(Source records begins)

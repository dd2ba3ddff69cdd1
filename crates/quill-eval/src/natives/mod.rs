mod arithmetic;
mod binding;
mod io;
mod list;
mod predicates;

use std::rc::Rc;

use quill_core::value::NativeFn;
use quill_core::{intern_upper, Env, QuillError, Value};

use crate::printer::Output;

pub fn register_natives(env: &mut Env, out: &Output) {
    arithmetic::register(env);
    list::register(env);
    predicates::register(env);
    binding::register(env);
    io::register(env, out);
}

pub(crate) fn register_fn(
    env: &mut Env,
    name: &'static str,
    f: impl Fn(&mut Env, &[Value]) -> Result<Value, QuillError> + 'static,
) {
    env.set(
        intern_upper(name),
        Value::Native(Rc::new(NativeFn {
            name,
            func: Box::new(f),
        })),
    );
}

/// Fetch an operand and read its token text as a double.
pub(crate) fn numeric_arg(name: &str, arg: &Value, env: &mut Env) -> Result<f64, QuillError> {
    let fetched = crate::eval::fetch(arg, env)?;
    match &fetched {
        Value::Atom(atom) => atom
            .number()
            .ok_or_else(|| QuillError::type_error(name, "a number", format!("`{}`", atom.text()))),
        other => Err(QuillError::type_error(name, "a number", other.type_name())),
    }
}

(Source records ends)
(Source records begins)

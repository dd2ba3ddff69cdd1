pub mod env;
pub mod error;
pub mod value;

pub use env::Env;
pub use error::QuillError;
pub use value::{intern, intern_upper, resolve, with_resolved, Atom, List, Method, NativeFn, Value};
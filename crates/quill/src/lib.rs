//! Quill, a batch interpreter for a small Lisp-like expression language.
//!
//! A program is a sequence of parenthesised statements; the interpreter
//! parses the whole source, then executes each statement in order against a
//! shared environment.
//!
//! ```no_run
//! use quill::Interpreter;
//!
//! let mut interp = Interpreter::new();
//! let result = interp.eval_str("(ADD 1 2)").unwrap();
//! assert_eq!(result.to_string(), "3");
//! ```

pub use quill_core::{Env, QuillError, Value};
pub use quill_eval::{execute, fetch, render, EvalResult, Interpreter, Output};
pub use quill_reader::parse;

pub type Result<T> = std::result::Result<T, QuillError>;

(Source records ends)
(Source records begins)

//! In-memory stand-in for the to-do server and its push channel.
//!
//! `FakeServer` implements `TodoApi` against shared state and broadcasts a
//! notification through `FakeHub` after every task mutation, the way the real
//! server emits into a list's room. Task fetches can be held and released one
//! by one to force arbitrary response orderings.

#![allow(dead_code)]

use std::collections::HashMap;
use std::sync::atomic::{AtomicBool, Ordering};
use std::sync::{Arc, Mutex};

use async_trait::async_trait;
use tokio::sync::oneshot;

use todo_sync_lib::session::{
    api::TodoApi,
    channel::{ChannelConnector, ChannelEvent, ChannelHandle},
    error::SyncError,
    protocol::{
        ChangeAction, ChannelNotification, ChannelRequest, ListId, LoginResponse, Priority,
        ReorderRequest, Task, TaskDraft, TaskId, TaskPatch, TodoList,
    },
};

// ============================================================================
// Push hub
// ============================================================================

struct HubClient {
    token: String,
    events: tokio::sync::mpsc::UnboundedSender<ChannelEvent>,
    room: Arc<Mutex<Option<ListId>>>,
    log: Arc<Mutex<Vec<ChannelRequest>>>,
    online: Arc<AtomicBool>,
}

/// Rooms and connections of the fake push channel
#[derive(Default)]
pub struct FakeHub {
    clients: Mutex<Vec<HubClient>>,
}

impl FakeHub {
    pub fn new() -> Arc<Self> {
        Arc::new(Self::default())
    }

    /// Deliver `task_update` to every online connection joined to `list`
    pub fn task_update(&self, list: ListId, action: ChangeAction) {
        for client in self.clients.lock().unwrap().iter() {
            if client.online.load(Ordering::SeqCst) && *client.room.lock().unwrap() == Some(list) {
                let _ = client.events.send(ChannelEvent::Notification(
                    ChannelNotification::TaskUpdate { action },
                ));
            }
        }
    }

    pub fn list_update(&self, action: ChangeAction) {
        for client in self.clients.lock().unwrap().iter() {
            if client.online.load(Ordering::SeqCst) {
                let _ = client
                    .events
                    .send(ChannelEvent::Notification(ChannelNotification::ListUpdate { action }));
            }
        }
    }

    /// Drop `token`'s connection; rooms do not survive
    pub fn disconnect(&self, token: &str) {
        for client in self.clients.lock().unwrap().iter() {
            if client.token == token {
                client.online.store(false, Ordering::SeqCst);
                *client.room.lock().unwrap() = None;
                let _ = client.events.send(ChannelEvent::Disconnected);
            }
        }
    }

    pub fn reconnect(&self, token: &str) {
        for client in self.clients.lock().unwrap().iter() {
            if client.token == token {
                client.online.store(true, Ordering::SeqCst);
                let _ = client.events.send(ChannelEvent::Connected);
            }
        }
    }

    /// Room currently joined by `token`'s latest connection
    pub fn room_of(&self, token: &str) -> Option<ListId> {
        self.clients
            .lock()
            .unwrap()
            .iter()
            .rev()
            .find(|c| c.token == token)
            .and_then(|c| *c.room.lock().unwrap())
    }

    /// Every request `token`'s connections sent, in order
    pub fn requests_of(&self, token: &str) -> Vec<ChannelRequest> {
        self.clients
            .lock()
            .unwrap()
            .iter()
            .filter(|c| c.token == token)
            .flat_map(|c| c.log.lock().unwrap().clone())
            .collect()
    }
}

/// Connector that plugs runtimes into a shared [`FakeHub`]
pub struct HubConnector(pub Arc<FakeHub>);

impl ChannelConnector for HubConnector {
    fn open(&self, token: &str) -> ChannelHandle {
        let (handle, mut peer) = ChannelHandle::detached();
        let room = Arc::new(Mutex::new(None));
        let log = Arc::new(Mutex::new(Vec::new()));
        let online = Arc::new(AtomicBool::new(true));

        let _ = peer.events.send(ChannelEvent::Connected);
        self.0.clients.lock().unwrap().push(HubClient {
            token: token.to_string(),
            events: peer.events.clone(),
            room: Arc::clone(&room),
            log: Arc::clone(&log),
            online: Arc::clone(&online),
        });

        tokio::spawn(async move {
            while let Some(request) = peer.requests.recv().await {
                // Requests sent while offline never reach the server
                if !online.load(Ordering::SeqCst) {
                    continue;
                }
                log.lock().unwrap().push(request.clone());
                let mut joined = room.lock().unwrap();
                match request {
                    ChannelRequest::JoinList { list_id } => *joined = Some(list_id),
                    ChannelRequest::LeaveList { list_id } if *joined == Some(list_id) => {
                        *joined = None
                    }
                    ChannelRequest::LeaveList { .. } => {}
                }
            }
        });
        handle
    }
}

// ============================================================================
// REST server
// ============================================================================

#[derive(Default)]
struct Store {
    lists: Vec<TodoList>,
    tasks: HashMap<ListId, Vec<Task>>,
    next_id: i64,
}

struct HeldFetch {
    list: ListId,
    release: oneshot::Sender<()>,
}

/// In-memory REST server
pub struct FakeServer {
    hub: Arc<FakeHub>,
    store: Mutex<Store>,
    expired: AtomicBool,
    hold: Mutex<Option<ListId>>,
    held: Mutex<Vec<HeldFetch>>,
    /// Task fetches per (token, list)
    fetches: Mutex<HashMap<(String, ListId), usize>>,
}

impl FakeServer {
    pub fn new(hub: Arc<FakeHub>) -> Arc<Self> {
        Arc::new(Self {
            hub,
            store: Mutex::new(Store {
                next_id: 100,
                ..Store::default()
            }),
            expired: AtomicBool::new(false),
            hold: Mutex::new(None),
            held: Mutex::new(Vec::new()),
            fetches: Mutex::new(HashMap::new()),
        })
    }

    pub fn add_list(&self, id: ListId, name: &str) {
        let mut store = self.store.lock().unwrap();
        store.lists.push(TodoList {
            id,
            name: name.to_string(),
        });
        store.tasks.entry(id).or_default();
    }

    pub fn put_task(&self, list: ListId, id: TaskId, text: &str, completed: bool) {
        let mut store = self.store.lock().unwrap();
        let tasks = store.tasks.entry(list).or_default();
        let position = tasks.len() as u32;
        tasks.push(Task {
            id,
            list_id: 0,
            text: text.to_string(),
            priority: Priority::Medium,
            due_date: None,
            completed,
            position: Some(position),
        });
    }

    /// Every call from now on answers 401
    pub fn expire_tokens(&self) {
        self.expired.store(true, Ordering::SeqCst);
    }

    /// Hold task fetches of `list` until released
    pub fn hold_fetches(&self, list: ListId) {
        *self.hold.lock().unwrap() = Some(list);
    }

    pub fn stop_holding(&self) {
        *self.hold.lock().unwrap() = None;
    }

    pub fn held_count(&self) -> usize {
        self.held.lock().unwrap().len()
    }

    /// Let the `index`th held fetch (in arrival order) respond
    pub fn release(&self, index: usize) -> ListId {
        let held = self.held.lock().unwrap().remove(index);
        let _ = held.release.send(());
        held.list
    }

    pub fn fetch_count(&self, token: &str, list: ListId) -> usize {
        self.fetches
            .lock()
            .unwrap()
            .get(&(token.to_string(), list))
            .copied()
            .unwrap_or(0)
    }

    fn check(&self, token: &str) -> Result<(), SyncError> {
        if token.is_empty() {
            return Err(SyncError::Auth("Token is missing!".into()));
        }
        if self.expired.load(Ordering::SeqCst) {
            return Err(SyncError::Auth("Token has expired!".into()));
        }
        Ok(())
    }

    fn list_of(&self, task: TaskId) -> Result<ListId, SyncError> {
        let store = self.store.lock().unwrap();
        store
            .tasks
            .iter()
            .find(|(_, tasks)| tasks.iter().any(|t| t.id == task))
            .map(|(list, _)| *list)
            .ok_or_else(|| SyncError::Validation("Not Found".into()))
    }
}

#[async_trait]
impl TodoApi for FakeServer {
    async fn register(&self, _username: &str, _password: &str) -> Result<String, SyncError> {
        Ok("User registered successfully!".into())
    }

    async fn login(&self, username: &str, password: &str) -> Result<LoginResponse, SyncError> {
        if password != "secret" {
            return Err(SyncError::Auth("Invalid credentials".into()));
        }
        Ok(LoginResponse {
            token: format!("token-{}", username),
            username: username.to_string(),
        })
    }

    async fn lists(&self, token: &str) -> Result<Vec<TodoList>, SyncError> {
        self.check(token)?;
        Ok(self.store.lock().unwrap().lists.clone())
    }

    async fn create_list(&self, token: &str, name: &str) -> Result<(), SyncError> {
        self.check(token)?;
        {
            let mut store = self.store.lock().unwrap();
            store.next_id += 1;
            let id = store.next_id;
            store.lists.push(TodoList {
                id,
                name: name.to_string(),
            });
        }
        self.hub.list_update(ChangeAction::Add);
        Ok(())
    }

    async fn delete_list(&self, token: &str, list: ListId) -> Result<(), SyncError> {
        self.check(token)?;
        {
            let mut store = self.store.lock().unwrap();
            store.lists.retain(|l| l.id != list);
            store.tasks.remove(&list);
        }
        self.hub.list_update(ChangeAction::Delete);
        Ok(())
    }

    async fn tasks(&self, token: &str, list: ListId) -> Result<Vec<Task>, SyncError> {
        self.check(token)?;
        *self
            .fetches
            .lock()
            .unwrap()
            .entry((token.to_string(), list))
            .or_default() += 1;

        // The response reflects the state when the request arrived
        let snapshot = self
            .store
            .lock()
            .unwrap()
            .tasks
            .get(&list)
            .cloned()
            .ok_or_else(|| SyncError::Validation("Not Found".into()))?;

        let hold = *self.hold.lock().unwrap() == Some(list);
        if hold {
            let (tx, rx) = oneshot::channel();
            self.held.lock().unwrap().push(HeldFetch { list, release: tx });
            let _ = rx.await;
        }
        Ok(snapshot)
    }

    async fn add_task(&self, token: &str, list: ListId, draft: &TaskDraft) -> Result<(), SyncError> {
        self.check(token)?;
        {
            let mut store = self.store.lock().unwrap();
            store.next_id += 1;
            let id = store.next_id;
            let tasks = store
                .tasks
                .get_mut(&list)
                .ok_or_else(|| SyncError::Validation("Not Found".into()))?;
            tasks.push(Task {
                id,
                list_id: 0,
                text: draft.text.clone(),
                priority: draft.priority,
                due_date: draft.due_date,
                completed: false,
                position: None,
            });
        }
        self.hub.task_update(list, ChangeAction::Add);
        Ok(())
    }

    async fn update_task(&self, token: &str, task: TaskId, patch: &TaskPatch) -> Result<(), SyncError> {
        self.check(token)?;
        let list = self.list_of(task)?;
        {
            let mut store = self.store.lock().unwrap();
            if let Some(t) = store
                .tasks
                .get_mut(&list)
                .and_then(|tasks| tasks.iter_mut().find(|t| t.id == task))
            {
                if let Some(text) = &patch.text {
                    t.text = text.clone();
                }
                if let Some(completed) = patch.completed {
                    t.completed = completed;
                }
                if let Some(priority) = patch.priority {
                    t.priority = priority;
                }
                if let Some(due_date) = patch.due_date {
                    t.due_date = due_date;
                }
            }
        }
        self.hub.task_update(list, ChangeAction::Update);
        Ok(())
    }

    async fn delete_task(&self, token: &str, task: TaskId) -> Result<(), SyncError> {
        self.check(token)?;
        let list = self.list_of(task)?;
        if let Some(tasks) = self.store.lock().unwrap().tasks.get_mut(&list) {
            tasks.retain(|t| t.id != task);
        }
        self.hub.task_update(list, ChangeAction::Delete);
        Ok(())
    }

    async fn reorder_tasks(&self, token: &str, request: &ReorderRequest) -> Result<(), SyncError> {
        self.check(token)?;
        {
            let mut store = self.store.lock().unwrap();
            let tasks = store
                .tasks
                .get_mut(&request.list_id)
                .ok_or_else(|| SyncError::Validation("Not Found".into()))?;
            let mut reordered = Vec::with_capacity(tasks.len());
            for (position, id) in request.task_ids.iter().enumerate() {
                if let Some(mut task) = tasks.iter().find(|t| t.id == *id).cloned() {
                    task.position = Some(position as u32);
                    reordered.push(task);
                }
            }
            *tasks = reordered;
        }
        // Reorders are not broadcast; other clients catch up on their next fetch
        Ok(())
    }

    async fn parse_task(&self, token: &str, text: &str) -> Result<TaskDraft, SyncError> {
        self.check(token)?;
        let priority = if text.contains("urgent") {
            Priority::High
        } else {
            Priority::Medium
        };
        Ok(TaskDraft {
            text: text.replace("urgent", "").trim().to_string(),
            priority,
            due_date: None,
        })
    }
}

(Source records ends)

Looking through the data above, copy out each line in which the string "predicates" occurs.

Task solution:
mod predicates;
    predicates::register(env);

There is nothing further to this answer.